**Your objective:**
Find the line that contains "action_target(status, role, action).ok_or_else(||" in the entries below. Output it and each later line exactly, and nothing else.

**Available data:**
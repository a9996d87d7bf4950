//! Claim lifecycle transition table
//!
//! Every permitted move of a claim is listed once in `TRANSITIONS`, keyed by
//! the acting role. Validators, the application layer and the command-line
//! front end all consult this table instead of comparing status strings.
//!
//! ```text
//! draft ──submit──> employee ──review──> hr ──forward──> insurer ──decide──> approved | rejected
//!                      ▲                  │                 │
//!                      └─────return───────┘ <────return─────┘
//! ```

use serde::{Deserialize, Serialize};
use std::collections::BTreeSet;
use std::fmt;

use core_kernel::Role;

use crate::claim::ClaimStatus;
use crate::error::ClaimError;

/// Workflow action that moves a claim between statuses
#[derive(Debug, Clone, Copy, PartialEq, Eq, Hash, PartialOrd, Ord, Serialize, Deserialize)]
#[serde(rename_all = "snake_case")]
pub enum ClaimAction {
    /// Employee lodges a draft
    Submit,
    /// HR picks up a lodged claim
    Review,
    /// HR forwards a reviewed claim to the insurer
    Forward,
    /// A reviewer sends the claim back one stage
    Return,
    /// Insurer approves or rejects
    Decide,
}

impl fmt::Display for ClaimAction {
    fn fmt(&self, f: &mut fmt::Formatter<'_>) -> fmt::Result {
        f.write_str(match self {
            ClaimAction::Submit => "submit",
            ClaimAction::Review => "review",
            ClaimAction::Forward => "forward",
            ClaimAction::Return => "return",
            ClaimAction::Decide => "decide",
        })
    }
}

/// A permitted move of a claim
#[derive(Debug, Clone, Copy, PartialEq, Eq)]
pub struct Transition {
    pub role: Role,
    pub from: ClaimStatus,
    pub to: ClaimStatus,
    pub action: ClaimAction,
}

const fn transition(
    role: Role,
    from: ClaimStatus,
    to: ClaimStatus,
    action: ClaimAction,
) -> Transition {
    Transition { role, from, to, action }
}

/// The complete transition table. Admins have no claim workflow actions.
pub const TRANSITIONS: &[Transition] = &[
    transition(Role::Employee, ClaimStatus::Draft, ClaimStatus::Employee, ClaimAction::Submit),
    transition(Role::HrOfficer, ClaimStatus::Employee, ClaimStatus::Hr, ClaimAction::Review),
    transition(Role::HrOfficer, ClaimStatus::Hr, ClaimStatus::Insurer, ClaimAction::Forward),
    transition(Role::HrOfficer, ClaimStatus::Hr, ClaimStatus::Employee, ClaimAction::Return),
    transition(
        Role::InsuranceAgent,
        ClaimStatus::Insurer,
        ClaimStatus::Approved,
        ClaimAction::Decide,
    ),
    transition(
        Role::InsuranceAgent,
        ClaimStatus::Insurer,
        ClaimStatus::Rejected,
        ClaimAction::Decide,
    ),
    transition(Role::InsuranceAgent, ClaimStatus::Insurer, ClaimStatus::Hr, ClaimAction::Return),
];

fn transitions_from(status: ClaimStatus, role: Role) -> impl Iterator<Item = &'static Transition> {
    TRANSITIONS
        .iter()
        .filter(move |t| t.from == status && t.role == role)
}

/// Statuses a role may move a claim to from `status`
pub fn allowed_next(status: ClaimStatus, role: Role) -> BTreeSet<ClaimStatus> {
    transitions_from(status, role).map(|t| t.to).collect()
}

/// Actions a role may take on a claim in `status`
pub fn available_actions(status: ClaimStatus, role: Role) -> BTreeSet<ClaimAction> {
    transitions_from(status, role).map(|t| t.action).collect()
}

/// Status a claim goes back to when `role` returns it, if it may
pub fn return_target(status: ClaimStatus, role: Role) -> Option<ClaimStatus> {
    transitions_from(status, role)
        .find(|t| t.action == ClaimAction::Return)
        .map(|t| t.to)
}

/// Target status of a single-target action, e.g. `Forward` from `hr`
pub fn action_target(status: ClaimStatus, role: Role, action: ClaimAction) -> Option<ClaimStatus> {
    transitions_from(status, role)
        .find(|t| t.action == action)
        .map(|t| t.to)
}

/// Checks that `role` may move a claim from `from` to `to`
pub fn ensure_transition(from: ClaimStatus, to: ClaimStatus, role: Role) -> Result<(), ClaimError> {
    if allowed_next(from, role).contains(&to) {
        Ok(())
    } else {
        Err(ClaimError::InvalidStatusTransition {
            from: from.to_string(),
            to: to.to_string(),
            role: role.to_string(),
        })
    }
}

/// Checks that `role` may perform `action` on a claim in `status`
pub fn ensure_action(
    status: ClaimStatus,
    role: Role,
    action: ClaimAction,
) -> Result<ClaimStatus, ClaimError> {
    action_target(status, role, action).ok_or_else(|| ClaimError::ActionNotPermitted {
        action: action.to_string(),
        status: status.to_string(),
        role: role.to_string(),
    })
}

**Exercise solution:**
    action_target(status, role, action).ok_or_else(|| ClaimError::ActionNotPermitted {
        action: action.to_string(),
        status: status.to_string(),
        role: role.to_string(),
    })
}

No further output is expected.